Manger bio
Face aux dégâts causés par l'agriculture intensive, la France aurait intérêt à se convertir massivement au bio. Mais cela implique aussi de manger et faire ses courses autrement.
Plus des deux tiers des Français déclarent consommer des produits bio au moins une fois par mois. Aussi, l’agriculture biologique, qui ne représentait que 1,9 % de la surface agricole en 2002, en représente aujourd’hui près de 5 %. Cela reste en dessous de la moyenne européenne (6,2 %) et loin derrière l’Italie (12 %), la Suède (17 %) ou l’Autriche (21 %).
Mais la dynamique est entretenue par la forte demande des consommateurs (environ + 15 % en 2015 et + 21 % en 2016) et un vif intérêt des collectivités territoriales. Aujourd’hui, les trois quarts de cette demande sont couverts par la production nationale (les importations étant pour moitié des produits tropicaux).
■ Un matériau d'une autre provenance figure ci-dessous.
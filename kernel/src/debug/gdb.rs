use gdbstub::common::{Signal, Tid};
use gdbstub::conn::Connection;
use gdbstub::stub::state_machine::GdbStubStateMachine;
use gdbstub::stub::{GdbStubBuilder, GdbStubError, MultiThreadStopReason};
use gdbstub::target::Target;

use crate::io::SerialRead;
use crate::platform::precursor::gdbuart::GdbUart;

mod breakpoints;
mod current_active_pid;
mod extended_mode;
mod monitor;
mod multi_thread_base;
mod multi_thread_resume;
mod multi_thread_single_step;
mod single_register_access;
mod target;

#[cfg(target_arch = "riscv32")]
#[path = "gdb/riscv.rs"]
mod cpu;

pub struct XousTarget {
    pid: Option<xous_kernel::PID>,

    inner: cpu::XousTargetInner,
}

pub struct XousDebugState<'a> {
    pub target: XousTarget,
    pub server: GdbStubStateMachine<'a, XousTarget, crate::platform::precursor::gdbuart::GdbUart>,
}

static mut GDB_STATE: Option<XousDebugState> = None;
static mut GDB_BUFFER: [u8; 4096] = [0u8; 4096];

trait ProcessPid {
    fn pid(&self) -> Option<xous_kernel::PID>;
    fn take_pid(&mut self) -> Option<xous_kernel::PID>;
}

impl ProcessPid for XousTarget {
    fn pid(&self) -> Option<xous_kernel::PID> { self.pid }

    fn take_pid(&mut self) -> Option<xous_kernel::PID> { self.pid.take() }
}

struct MicroRingBuf<const N: usize> {
    buffer: [u8; N],
    head: usize,
    tail: usize,
}

impl<const N: usize> Default for MicroRingBuf<N> {
    fn default() -> Self { MicroRingBuf { buffer: [0u8; N], head: 0, tail: 0 } }
}

impl<const N: usize> MicroRingBuf<N> {
    // pub fn capacity(&self) -> usize {
    //     self.buffer.len()
    // }
    // pub fn len(&self) -> usize {
    //     self.head.wrapping_sub(self.tail) % N
    // }

    pub fn is_full(&self) -> bool { (self.tail.wrapping_sub(1) % N) == self.head }

    pub fn try_push(&mut self, val: u8) -> Result<(), ()> {
        if self.is_full() {
            return Err(());
        }
        self.buffer[self.head] = val;
        self.head = (self.head + 1) % N;
        Ok(())
    }

    pub fn try_pop(&mut self) -> Option<u8> {
        if self.tail == self.head {
            return None;
        }
        let val = self.buffer[self.tail];
        self.tail = (self.tail + 1) % N;
        Some(val)
    }
}

fn receive_irq(uart: &mut GdbUart) {
    let mut buffer = MicroRingBuf::<32>::default();
    loop {
        // Try to fill up the ring buffer with as many characters
        // as can fit. This is to compensate for the fact that we do
        // all of this processing in an interrupt context, and the
        // hardware UART buffer is only a few characters deep.
        while !buffer.is_full() {
            if let Some(c) = uart.getc() {
                buffer.try_push(c).ok();
            } else {
                break;
            }
        }

        // If there is a character in the buffer, process it. Otherwise,
        // we're done.
        let Some(c) = buffer.try_pop() else { break };
        process_character(c);

        // If the GDB server goes away for some reason, reconstitute it
        unsafe {
            if GDB_STATE.is_none() {
                init();
            }
        }
    }
}

impl XousTarget {
    pub fn new() -> XousTarget { XousTarget { pid: None, inner: cpu::XousTargetInner::default() } }
}

fn state_can_accept_characters<'a, T: Target + ProcessPid, C: Connection>(
    machine: &GdbStubStateMachine<'a, T, C>,
) -> bool {
    match machine {
        GdbStubStateMachine::Idle(_) | GdbStubStateMachine::Running(_) => true,
        GdbStubStateMachine::CtrlCInterrupt(_) | GdbStubStateMachine::Disconnected(_) => false,
    }
}

fn ensure_can_accept_characters_inner<'a, T: Target + ProcessPid, C: Connection>(
    machine: GdbStubStateMachine<'a, T, C>,
    target: &mut T,
    recurse_count: usize,
) -> Option<GdbStubStateMachine<'a, T, C>> {
    if recurse_count == 0 {
        return None;
    }

    match machine {
        GdbStubStateMachine::Idle(_) | GdbStubStateMachine::Running(_) => Some(machine),
        GdbStubStateMachine::CtrlCInterrupt(gdb_stm_inner) => {
            if let Some(pid) = target.pid() {
                crate::services::SystemServices::with_mut(|system_services| {
                    if let Err(e) = system_services.pause_process_for_debug(pid) {
                        println!("Unable to pause process {:?} for debug: {:?}", pid, e);
                    }
                });
            }

            let Ok(new_server) =
                gdb_stm_inner.interrupt_handled(target, Some(MultiThreadStopReason::Signal(Signal::SIGINT)))
            else {
                return None;
            };
            ensure_can_accept_characters_inner(new_server, target, recurse_count - 1)
        }
        GdbStubStateMachine::Disconnected(gdb_stm_inner) => {
            if let Some(pid) = target.take_pid() {
                crate::services::SystemServices::with_mut(|system_services| {
                    system_services.resume_process_from_debug(pid).unwrap()
                });
            }

            ensure_can_accept_characters_inner(gdb_stm_inner.return_to_idle(), target, recurse_count - 1)
        }
    }
}

fn ensure_can_accept_characters<'a, T: Target + ProcessPid, C: Connection>(
    machine: GdbStubStateMachine<'a, T, C>,
    target: &mut T,
) -> Option<GdbStubStateMachine<'a, T, C>> {
    ensure_can_accept_characters_inner(machine, target, 4)
}

/// Advance the GDB state.
///
/// Two states accept characters:
///
///     GdbStubStateMachine::Idle
///     GdbStubStateMachine::Running
///
/// Two states exist merely to transition to other states:
///
///     GdbStubStateMachine::CtrlCInterrupt
///     GdbStubStateMachine::Disconnected
fn process_character(byte: u8) {
    let XousDebugState { mut target, server } = unsafe {
        GDB_STATE.take().unwrap_or_else(|| {
            init();
            GDB_STATE.take().unwrap()
        })
    };

    if !state_can_accept_characters(&server) {
        println!("GDB server was not in a state to accept characters");
        return;
    }

    let new_server = match server {
        GdbStubStateMachine::Idle(gdb_stm_inner) => {
            let Ok(gdb) = gdb_stm_inner
                .incoming_data(&mut target, byte)
                .map_err(|e| println!("gdbstub error during idle operation: {:?}", e))
            else {
                return;
            };
            gdb
        }

        GdbStubStateMachine::Running(gdb_stm_inner) => {
            // If we're here we were running but have stopped now (either
            // because we hit Ctrl+c in gdb and hence got a serial interrupt
            // or we hit a breakpoint).

            match gdb_stm_inner.incoming_data(&mut target, byte) {
                Ok(pumped_stm) => pumped_stm,
                Err(GdbStubError::TargetError(e)) => {
                    println!("Target raised a fatal error: {:?}", e);
                    return;
                }
                Err(e) => {
                    println!("gdbstub error in DeferredStopReason.pump: {:?}", e);
                    return;
                }
            }
        }

        _ => {
            println!("GDB is in an unexpected state!");
            return;
        }
    };

    // If the user just hit Ctrl-C, then remove the pending interrupt that may or may not exist.
    if let GdbStubStateMachine::CtrlCInterrupt(_) = &new_server {
        target.unpatch_stepi(Tid::new(1).unwrap()).ok();
    }

    let Some(server) = ensure_can_accept_characters(new_server, &mut target) else {
        println!("Couldn't convert GDB into a state that accepts characters");
        return;
    };

    unsafe { GDB_STATE = Some(XousDebugState { target, server }) };
}

pub fn report_stop(_pid: xous_kernel::PID, tid: xous_kernel::TID, _pc: usize) {
    let Some(XousDebugState { mut target, server: gdb }) = (unsafe { GDB_STATE.take() }) else {
        println!("No GDB!");
        return;
    };

    target.unpatch_stepi(Tid::new(tid).unwrap()).ok();

    let GdbStubStateMachine::Running(inner) = gdb else {
        println!("GDB state machine was in an invalid state");
        return;
    };

    let Ok(new_gdb) = inner.report_stop(
        &mut target,
        MultiThreadStopReason::SignalWithThread {
            signal: Signal::EXC_BREAKPOINT,
            tid: Tid::new(tid).unwrap(),
        },
    ) else {
        println!("Unable to report stop");
        return;
    };

    unsafe { GDB_STATE = Some(XousDebugState { target, server: new_gdb }) };
}

pub fn report_terminated(pid: xous_kernel::PID) {
    let Some(XousDebugState { mut target, server: gdb }) = (unsafe { GDB_STATE.take() }) else {
        println!("No GDB!");
        return;
    };

    let new_gdb = match gdb {
        GdbStubStateMachine::Running(inner) => {
            match inner.report_stop(&mut target, MultiThreadStopReason::Signal(Signal::EXC_BAD_ACCESS)) {
                Ok(new_gdb) => new_gdb,
                Err(e) => {
                    println!("Unable to report stop: {:?}", e);
                    return;
                }
            }
        }
        GdbStubStateMachine::CtrlCInterrupt(_inner) => {
            println!("GDB state was in CtrlCInterrupt, which shouldn't be possible!");
            return;
        }
        GdbStubStateMachine::Disconnected(_inner) => {
            println!("GDB state was in Disconnect, which shouldn't be possible!");
            return;
        }
        GdbStubStateMachine::Idle(inner) => {
            println!("Please connect a debugger to debug process {}", pid);
            GdbStubStateMachine::Idle(inner)
        }
    };

    unsafe { GDB_STATE = Some(XousDebugState { target, server: new_gdb }) };
}

pub fn init() {
    let mut uart = GdbUart::new(receive_irq).unwrap();
    uart.enable();
    let mut target = XousTarget::new();

    let server = GdbStubBuilder::new(uart)
        .with_packet_buffer(unsafe { &mut GDB_BUFFER })
        .build()
        .expect("unable to build gdb server")
        .run_state_machine(&mut target)
        .expect("unable to start gdb state machine");
    unsafe {
        GDB_STATE = Some(XousDebugState { target, server });
    }
}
Le bio est donc un facteur de développement local. Mais ses bénéfices sociaux et environnementaux sont fortement sous-estimés. Si les pollutions par les engrais azotés et les produits phytosanitaires coûteraient en effet chaque année entre 0,9 et 2,9 milliards d’euros [1], les externalités positives comme l’intensité en emplois (une intensité de près de 60 % plus importante que pour l’agriculture conventionnelle, selon l’Agence Bio [2]) et la santé publique ne sont pas intégrées dans les calculs des décideurs.
Enveloppe épuisée
Certes, en bio, les rendements sont moindres qu’en agriculture conventionnelle, de l’ordre de 20 % en moyenne mondiale, avec d’énormes disparités selon les cultures et les situations. Ainsi, en France, où les performances agricoles reposent largement sur l’usage de la chimie, les rendements d’un hectare de blé peuvent varier du simple au double selon qu’il est bio ou non. Mais si nous sommes à la traîne par rapport à l’objectif de 20 % de surface agricole utilisée en bio à atteindre en 2020, défini en 2009 lors du Grenelle de l’environnement, c’est surtout parce que les aides à la conversion demeurent trop faibles. « Les enveloppes prévues en 2017 pour aider les agriculteurs à passer en bio ont déjà été dépensées dans presque toutes les régions », note Stéphanie Pageot, présidente de la Fnab, la Fédération nationale de l’agriculture biologique.
La distribution de produits alimentaires bio fait néanmoins partie des rares secteurs économiques qui connaissent une croissance à deux chiffres. Selon l’Agence Bio, les ventes ont progressé de 22,5 % en 2016 dans les grandes surfaces, lesquelles sont aujourd’hui le premier lieu d’achat de ces produits en France. La progression est même supérieure à 23 % en moyenne chez les distributeurs spécialisés comme Biocoop, La Vie Claire ou Naturalia.
Mais comment s’y retrouver au milieu des différents logos, mentions et autres labels bio ? Et concrètement, où s’approvisionner ? C’est le plus souvent aux lettres AB que les consommateurs français repèrent les produits. Pourtant, ce symbole est une simple survivance : depuis 2009, c’est en effet un cahier des charges européen, assorti d’un autre logo (une feuille étoilée sur fond vert), qui définit les normes appliquées en agriculture bio et s’impose à tous les pays de l’Union européenne.